Furthermore, it is possible to apply not only metal insert parts but also synthetic resin insert parts that have been deformed due to molding distortion or the like.

(Effects of the Invention) As described in detail above, the present invention provides an insert component made of a bent thin plate material along an insert mounting portion formed in a shape that matches a part of one surface of a regular insert component shape. After the insert components are placed in the same position, the slide core presses the insert component to bring it into close contact with the insert mounting portion, so that the shape is corrected and the insert component is mounted in the molding die in a regular shape.

This eliminates the need to form insert parts with high precision in the pre-process, eliminating the need for multiple bending operations using high-precision press molds, reducing equipment costs and shortening the time of the press forming process.

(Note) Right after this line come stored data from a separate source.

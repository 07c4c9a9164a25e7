//! podbio CLI
//!
//! Inspect design tokens, resolve page styles, sanitize widget styles, and
//! extract palettes from artwork.

use anyhow::Result;
use clap::{Parser, Subcommand};
use podbio_theme::{InMemoryThemes, PageStyleRecord, ThemeData, ThemeRecord};
use serde_json::{Map, Value};
use std::path::PathBuf;
use tracing::{debug, warn};

mod commands;
mod config;
mod logging;

use config::PodbioConfig;

#[derive(Parser)]
#[command(name = "podbio")]
#[command(author, version, about = "podbio theme engine tooling", long_about = None)]
struct Cli {
    #[command(subcommand)]
    command: Commands,

    /// Enable verbose output (-v debug, -vv trace)
    #[arg(short, long, action = clap::ArgAction::Count, global = true)]
    verbose: u8,

    /// Path to podbio.toml (defaults to ./podbio.toml if present)
    #[arg(long, global = true)]
    config: Option<PathBuf>,
}

#[derive(Subcommand)]
enum Commands {
    /// Print every resolved design token
    Tokens {
        /// JSON file with theme_data overrides to apply first
        #[arg(long)]
        theme_data: Option<PathBuf>,

        /// Only print one layer (core, semantic, component)
        #[arg(long)]
        layer: Option<String>,
    },

    /// Resolve a page's final style map
    Resolve {
        /// JSON file with the page style record
        #[arg(long)]
        page: PathBuf,

        /// JSON file with a single theme record to resolve against
        #[arg(long, conflicts_with = "themes")]
        theme: Option<PathBuf>,

        /// JSON file with an array of theme records (overrides config)
        #[arg(long)]
        themes: Option<PathBuf>,

        /// Report which tier supplied each value
        #[arg(long)]
        sources: bool,
    },

    /// Validate a widget style JSON object against the schema
    Sanitize {
        /// JSON file with the widget style object
        file: PathBuf,
    },

    /// Extract primary, secondary, and accent colors from an image
    Palette {
        /// Image path, file:// URI, or data: URI
        image: String,

        /// Print as theme_data color overrides
        #[arg(long)]
        as_theme_data: bool,
    },

    /// Write a default podbio.toml
    Init {
        /// Directory to write into
        #[arg(default_value = ".")]
        path: PathBuf,

        /// Overwrite an existing file
        #[arg(long)]
        force: bool,
    },
}

fn main() -> Result<()> {
    let cli = Cli::parse();
    let config = PodbioConfig::load(cli.config.as_deref())?;
    logging::init_logging(cli.verbose, &config.log.level)?;
    debug!(?config, "loaded configuration");

    match cli.command {
        Commands::Tokens { theme_data, layer } => {
            let data: Option<ThemeData> = theme_data
                .as_deref()
                .map(commands::read_json)
                .transpose()?;
            print!("{}", commands::tokens(data.as_ref(), layer.as_deref())?);
        }
        Commands::Resolve {
            page,
            theme,
            themes,
            sources,
        } => {
            let page: PageStyleRecord = commands::read_json(&page)?;
            let theme: Option<ThemeRecord> =
                theme.as_deref().map(commands::read_json).transpose()?;
            let themes = match themes.as_ref().or(config.themes.path.as_ref()) {
                Some(path) => commands::load_themes(path)?,
                None => InMemoryThemes::new(),
            };
            let out = commands::resolve(&page, theme.as_ref(), &themes, sources)?;
            println!("{}", serde_json::to_string_pretty(&out)?);
        }
        Commands::Sanitize { file } => {
            let bag: Map<String, Value> = commands::read_json(&file)?;
            let out = commands::sanitize(&bag);
            if out["diagnostics"]
                .as_array()
                .is_some_and(|d| !d.is_empty())
            {
                warn!(file = %file.display(), "widget style had invalid entries");
            }
            println!("{}", serde_json::to_string_pretty(&out)?);
        }
        Commands::Palette {
            image,
            as_theme_data,
        } => {
            let out = commands::palette(&image, &config.palette, as_theme_data)?;
            println!("{}", serde_json::to_string_pretty(&out)?);
        }
        Commands::Init { path, force } => {
            commands::init(&path, force)?;
            println!("Created {}", path.join(config::CONFIG_FILE).display());
        }
    }

    Ok(())
}
//! Pharmacy client module: the storefront catalog and the admin panel,
//! built on the `synckit` synchronization kernel.
//!
//! `contract` holds the wire-facing models; `domain` the drafts, the
//! admin panel, and the catalog view; `gateways` the HTTP client
//! implementation of the remote capability; `infra` the persisted
//! session provider.

pub mod contract;
pub mod domain;
pub mod gateways;
pub mod infra;

pub use contract::model::{Product, User};
pub use domain::admin::AdminPanel;
pub use domain::catalog::CatalogView;
pub use domain::draft::{PriceInput, ProductDraft, ProductField, UserDraft, UserField};
pub use domain::ports::CartSink;
pub use gateways::http::{HttpResource, RestClient, RestResource};
pub use infra::session::FileSession;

Plan,
The manufacturing cost of insert parts is significantly reduced.

Furthermore, when installing insert parts with a robot for automation, the stopping position of the robot's arm is allowed within a certain range, so it is necessary to perform complex control using a robot that operates with high precision. This has the effect of significantly reducing equipment costs.

[Brief explanation of the drawing]

Figure 1 is a vertical sectional view of a molding die used to carry out the present invention, Figure 2 is a sectional view taken along the line ■-■ in Figure 1, and Figure 3 is a cross-sectional view of the mold shown in Figure 1. A vertical cross-sectional view showing the mold opening state before the insert part is installed in the molding die, FIG. 4 is a view taken along the IT-IV arrow in FIG. 3, and FIG.
A vertical cross-sectional view showing the mold opening state after the insert part is installed in the mold shown in the figure. - Figure 6 is a view taken along the VI-Vl arrow in Figure 5. Figure 7 is a view of the conventional mold. A vertical sectional view showing an example. FIG. 8 is a sectional view taken along the line ■-■ in FIG. 7. 6... Molding die 7... Insert part 1G-... Slide core 16... Insert mounting part Fig. 1 Fig. 3 Fig. 2 Fig. 4 Fig. 5 Fig. 6 Fig. 7 Fig. 8

Claims (1)

[Claims] (1) After placing a bent-shaped insert part made of a thin plate material in a molding die along an insert mounting part formed in a shape that matches a part of one side of the regular insert part shape, the insert part is mounted. A slide core provided so as to be movable forward and backward with respect to the insert part is moved toward the insert part and presses the other side of the insert part to bring it into close contact with the insert mounting part and to mount it in the mold. How to attach the insert part to the mold.